Please return the lines of the data below, word for word, from the first line through the line containing "category, newest first.".

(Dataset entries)
◆ ◆ ◆

//! Read models used by the public pages and the admin dashboard.

use std::cmp::Reverse;

use serde::Serialize;

use super::error::StoreError;
use super::model::{BlogPost, Category, EntityKind, Product, Record};
use super::store::ContentStore;

/// Number of products shown in a category card.
pub const PREVIEW_LIMIT: usize = 6;

#[derive(Debug, Clone, Copy, PartialEq, Eq, Default)]
pub enum Order {
    /// Oldest first.
    #[default]
    Ascending,
    /// Newest first.
    Descending,
}

/// Sorts by `key`, breaking ties by insertion order in the requested
/// direction.
fn sort_records<K: Ord>(
    mut records: Vec<Record>,
    order: Order,
    key: impl Fn(&Record) -> K,
) -> Vec<Record> {
    match order {
        Order::Ascending => records.sort_by_key(|r| key(r)),
        Order::Descending => {
            records.reverse();
            records.sort_by_key(|r| Reverse(key(r)));
        }
    }
    records
}

/// Categories by creation time. The home carousel uses ascending order,
/// the admin list descending.
pub fn categories(store: &dyn ContentStore, order: Order) -> Result<Vec<Record>, StoreError> {
    Ok(sort_records(store.list(EntityKind::Category)?, order, |r| r.created_at))
}

pub fn category_by_slug(
    store: &dyn ContentStore,
    slug: &str,
) -> Result<Option<Record>, StoreError> {
    Ok(store
        .list(EntityKind::Category)?
        .into_iter()
        .find(|r| r.as_category().is_some_and(|c| c.slug == slug)))
}

/// Every product, newest first.
pub fn products(store: &dyn ContentStore) -> Result<Vec<Record>, StoreError> {
    Ok(sort_records(
        store.list(EntityKind::Product)?,
        Order::Descending,
        |r| r.created_at,
    ))
}

/// Products of one category, newest first.
pub fn products_in(store: &dyn ContentStore, category: &str) -> Result<Vec<Record>, StoreError> {
    Ok(products(store)?
        .into_iter()
        .filter(|r| r.as_product().is_some_and(|p| p.category == category))
        .collect())
}

/// The first [`PREVIEW_LIMIT`] products of a category.
pub fn category_preview(
    store: &dyn ContentStore,
    category: &str,
) -> Result<Vec<Record>, StoreError> {
    let mut products = products_in(store, category)?;
    products.truncate(PREVIEW_LIMIT);
    Ok(products)
}

/// Blog posts, most recently published first. Unpublished posts sort by
/// creation time after every published one.
pub fn blog_posts(store: &dyn ContentStore) -> Result<Vec<Record>, StoreError> {
    Ok(sort_records(
        store.list(EntityKind::BlogPost)?,
        Order::Descending,
        |r| {
            let published = r.as_blog_post().and_then(|p| p.published_at);
            (published.is_some(), published, r.created_at)
        },
    ))
}

pub fn blog_post_by_slug(
    store: &dyn ContentStore,
    slug: &str,
) -> Result<Option<Record>, StoreError> {
    Ok(store
        .list(EntityKind::BlogPost)?
        .into_iter()
        .find(|r| r.as_blog_post().is_some_and(|p| p.slug == slug)))
}

#[derive(Debug, Clone, Copy, PartialEq, Eq, Serialize)]
pub struct Dashboard {
    pub categories: usize,
    pub products: usize,
    pub blog_posts: usize,
}

pub fn dashboard(store: &dyn ContentStore) -> Result<Dashboard, StoreError> {
    Ok(Dashboard {
        categories: store.count(EntityKind::Category)?,
        products: store.count(EntityKind::Product)?,
        blog_posts: store.count(EntityKind::BlogPost)?,
    })
}

/// Category with its products, as served on the category page.
#[derive(Debug, Clone, Serialize)]
pub struct CategoryPage {
    pub category: Category,
    pub products: Vec<Product>,
}

pub fn category_page(
    store: &dyn ContentStore,
    slug: &str,
) -> Result<Option<CategoryPage>, StoreError> {
    let Some(record) = category_by_slug(store, slug)? else {
        return Ok(None);
    };
    let Some(category) = record.as_category().cloned() else {
        return Ok(None);
    };
    let products = products_in(store, slug)?
        .iter()
        .filter_map(Record::as_product)
        .cloned()
        .collect();
    Ok(Some(CategoryPage { category, products }))
}

/// Entities of `records` that are categories, in order.
pub fn category_entities(records: &[Record]) -> Vec<Category> {
    records
        .iter()
        .filter_map(Record::as_category)
        .cloned()
        .collect()
}

pub fn blog_entities(records: &[Record]) -> Vec<BlogPost> {
    records
        .iter()
        .filter_map(Record::as_blog_post)
        .cloned()
        .collect()
}

/// Categories for the home carousel, oldest first.
///
/// A failed read yields no categories so the carousel settles into its
/// empty phase instead of staying in loading.
pub fn home_categories(store: &dyn ContentStore) -> Vec<Category> {
    match categories(store, Order::Ascending) {
        Ok(records) => category_entities(&records),
        Err(err) => {
            tracing::warn!(error = %err, "failed to load home categories");
            Vec::new()
        }
    }
}
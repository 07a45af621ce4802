pub mod config;
pub mod content;
pub mod logging;
pub mod schedule;
pub mod server;
pub mod session;
pub mod slug;
pub mod ui;
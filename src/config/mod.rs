//! Site configuration loaded from `config.toml`.

mod loader;
mod types;

pub use loader::ConfigError;
pub use types::{
    AdminConfig, CarouselConfig, Config, PreviewConfig, RevealConfig, ServerConfig, StorageConfig,
    TestimonialsConfig, ADMIN_PASSWORD_ENV,
};
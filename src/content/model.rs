//! Catalog entities and stored records.

use std::fmt;
use std::str::FromStr;

use chrono::{DateTime, Utc};
use serde::{Deserialize, Deserializer, Serialize};
use thiserror::Error;
use uuid::Uuid;

/// Collection an entity lives in. The string form is the admin URL segment.
#[derive(Debug, Clone, Copy, PartialEq, Eq, Hash, Serialize, Deserialize)]
#[serde(rename_all = "snake_case")]
pub enum EntityKind {
    Category,
    Product,
    BlogPost,
}

impl EntityKind {
    pub const ALL: [EntityKind; 3] = [Self::Category, Self::Product, Self::BlogPost];

    pub fn as_str(self) -> &'static str {
        match self {
            Self::Category => "categories",
            Self::Product => "products",
            Self::BlogPost => "blogs",
        }
    }
}

impl fmt::Display for EntityKind {
    fn fmt(&self, f: &mut fmt::Formatter<'_>) -> fmt::Result {
        f.write_str(self.as_str())
    }
}

#[derive(Debug, Clone, PartialEq, Eq, Error)]
#[error("unknown collection '{0}'")]
pub struct UnknownKind(pub String);

impl FromStr for EntityKind {
    type Err = UnknownKind;

    fn from_str(s: &str) -> Result<Self, Self::Err> {
        match s {
            "categories" => Ok(Self::Category),
            "products" => Ok(Self::Product),
            "blogs" => Ok(Self::BlogPost),
            other => Err(UnknownKind(other.to_string())),
        }
    }
}

/// Product family shown on the home carousel.
#[derive(Debug, Clone, PartialEq, Eq, Serialize, Deserialize)]
pub struct Category {
    /// URL-safe identifier, derived from `name` when left blank.
    #[serde(default)]
    pub slug: String,
    pub name: String,
    #[serde(default)]
    pub description: String,
    /// Single emoji.
    #[serde(default)]
    pub icon: String,
    /// Hex colour such as `#FFC510`.
    #[serde(default)]
    pub accent_color: String,
}

#[derive(Debug, Clone, PartialEq, Eq, Serialize, Deserialize)]
pub struct Product {
    pub name: String,
    #[serde(default)]
    pub description: String,
    /// Slug of the owning [`Category`].
    pub category: String,
    #[serde(default, deserialize_with = "list_or_csv")]
    pub applications: Vec<String>,
    #[serde(default, skip_serializing_if = "Option::is_none")]
    pub badge: Option<String>,
    #[serde(default, skip_serializing_if = "Option::is_none")]
    pub image_url: Option<String>,
}

#[derive(Debug, Clone, PartialEq, Eq, Serialize, Deserialize)]
pub struct BlogPost {
    pub title: String,
    #[serde(default)]
    pub slug: String,
    #[serde(default)]
    pub excerpt: String,
    #[serde(default)]
    pub content: String,
    #[serde(default)]
    pub author: String,
    #[serde(default)]
    pub category: String,
    #[serde(default, deserialize_with = "list_or_csv")]
    pub tags: Vec<String>,
    #[serde(default, skip_serializing_if = "Option::is_none")]
    pub image_url: Option<String>,
    #[serde(default, skip_serializing_if = "Option::is_none")]
    pub published_at: Option<DateTime<Utc>>,
}

/// Any storable entity, tagged with its kind in JSON.
#[derive(Debug, Clone, PartialEq, Eq, Serialize, Deserialize)]
#[serde(tag = "kind", rename_all = "snake_case")]
pub enum Entity {
    Category(Category),
    Product(Product),
    BlogPost(BlogPost),
}

impl Entity {
    pub fn kind(&self) -> EntityKind {
        match self {
            Self::Category(_) => EntityKind::Category,
            Self::Product(_) => EntityKind::Product,
            Self::BlogPost(_) => EntityKind::BlogPost,
        }
    }

    /// Slug for kinds that have one.
    pub fn slug(&self) -> Option<&str> {
        match self {
            Self::Category(c) => Some(&c.slug),
            Self::BlogPost(p) => Some(&p.slug),
            Self::Product(_) => None,
        }
    }
}

impl From<Category> for Entity {
    fn from(value: Category) -> Self {
        Self::Category(value)
    }
}

impl From<Product> for Entity {
    fn from(value: Product) -> Self {
        Self::Product(value)
    }
}

impl From<BlogPost> for Entity {
    fn from(value: BlogPost) -> Self {
        Self::BlogPost(value)
    }
}

/// A stored entity with its identity and timestamps.
#[derive(Debug, Clone, PartialEq, Eq, Serialize, Deserialize)]
pub struct Record {
    pub id: Uuid,
    pub created_at: DateTime<Utc>,
    pub updated_at: DateTime<Utc>,
    pub entity: Entity,
}

impl Record {
    pub fn kind(&self) -> EntityKind {
        self.entity.kind()
    }

    pub fn as_category(&self) -> Option<&Category> {
        match &self.entity {
            Entity::Category(c) => Some(c),
            _ => None,
        }
    }

    pub fn as_product(&self) -> Option<&Product> {
        match &self.entity {
            Entity::Product(p) => Some(p),
            _ => None,
        }
    }

    pub fn as_blog_post(&self) -> Option<&BlogPost> {
        match &self.entity {
            Entity::BlogPost(p) => Some(p),
            _ => None,
        }
    }
}

/// Splits a comma-separated admin input, trimming entries and dropping
/// empty ones.
pub fn split_list(input: &str) -> Vec<String> {
    input
        .split(',')
        .map(str::trim)
        .filter(|s| !s.is_empty())
        .map(str::to_string)
        .collect()
}

/// Accepts either a JSON array or a comma-separated string.
fn list_or_csv<'de, D>(deserializer: D) -> Result<Vec<String>, D::Error>
where
    D: Deserializer<'de>,
{
    #[derive(Deserialize)]
    #[serde(untagged)]
    enum ListInput {
        Items(Vec<String>),
        Csv(String),
    }

    Ok(match ListInput::deserialize(deserializer)? {
        ListInput::Items(items) => items,
        ListInput::Csv(csv) => split_list(&csv),
    })
}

◆ ◆ ◆

Final answer:
//! Read models used by the public pages and the admin dashboard.

use std::cmp::Reverse;

use serde::Serialize;

use super::error::StoreError;
use super::model::{BlogPost, Category, EntityKind, Product, Record};
use super::store::ContentStore;

/// Number of products shown in a category card.
pub const PREVIEW_LIMIT: usize = 6;

#[derive(Debug, Clone, Copy, PartialEq, Eq, Default)]
pub enum Order {
    /// Oldest first.
    #[default]
    Ascending,
    /// Newest first.
    Descending,
}

/// Sorts by `key`, breaking ties by insertion order in the requested
/// direction.
fn sort_records<K: Ord>(
    mut records: Vec<Record>,
    order: Order,
    key: impl Fn(&Record) -> K,
) -> Vec<Record> {
    match order {
        Order::Ascending => records.sort_by_key(|r| key(r)),
        Order::Descending => {
            records.reverse();
            records.sort_by_key(|r| Reverse(key(r)));
        }
    }
    records
}

/// Categories by creation time. The home carousel uses ascending order,
/// the admin list descending.
pub fn categories(store: &dyn ContentStore, order: Order) -> Result<Vec<Record>, StoreError> {
    Ok(sort_records(store.list(EntityKind::Category)?, order, |r| r.created_at))
}

pub fn category_by_slug(
    store: &dyn ContentStore,
    slug: &str,
) -> Result<Option<Record>, StoreError> {
    Ok(store
        .list(EntityKind::Category)?
        .into_iter()
        .find(|r| r.as_category().is_some_and(|c| c.slug == slug)))
}

/// Every product, newest first.
pub fn products(store: &dyn ContentStore) -> Result<Vec<Record>, StoreError> {
    Ok(sort_records(
        store.list(EntityKind::Product)?,
        Order::Descending,
        |r| r.created_at,
    ))
}

/// Products of one category, newest first.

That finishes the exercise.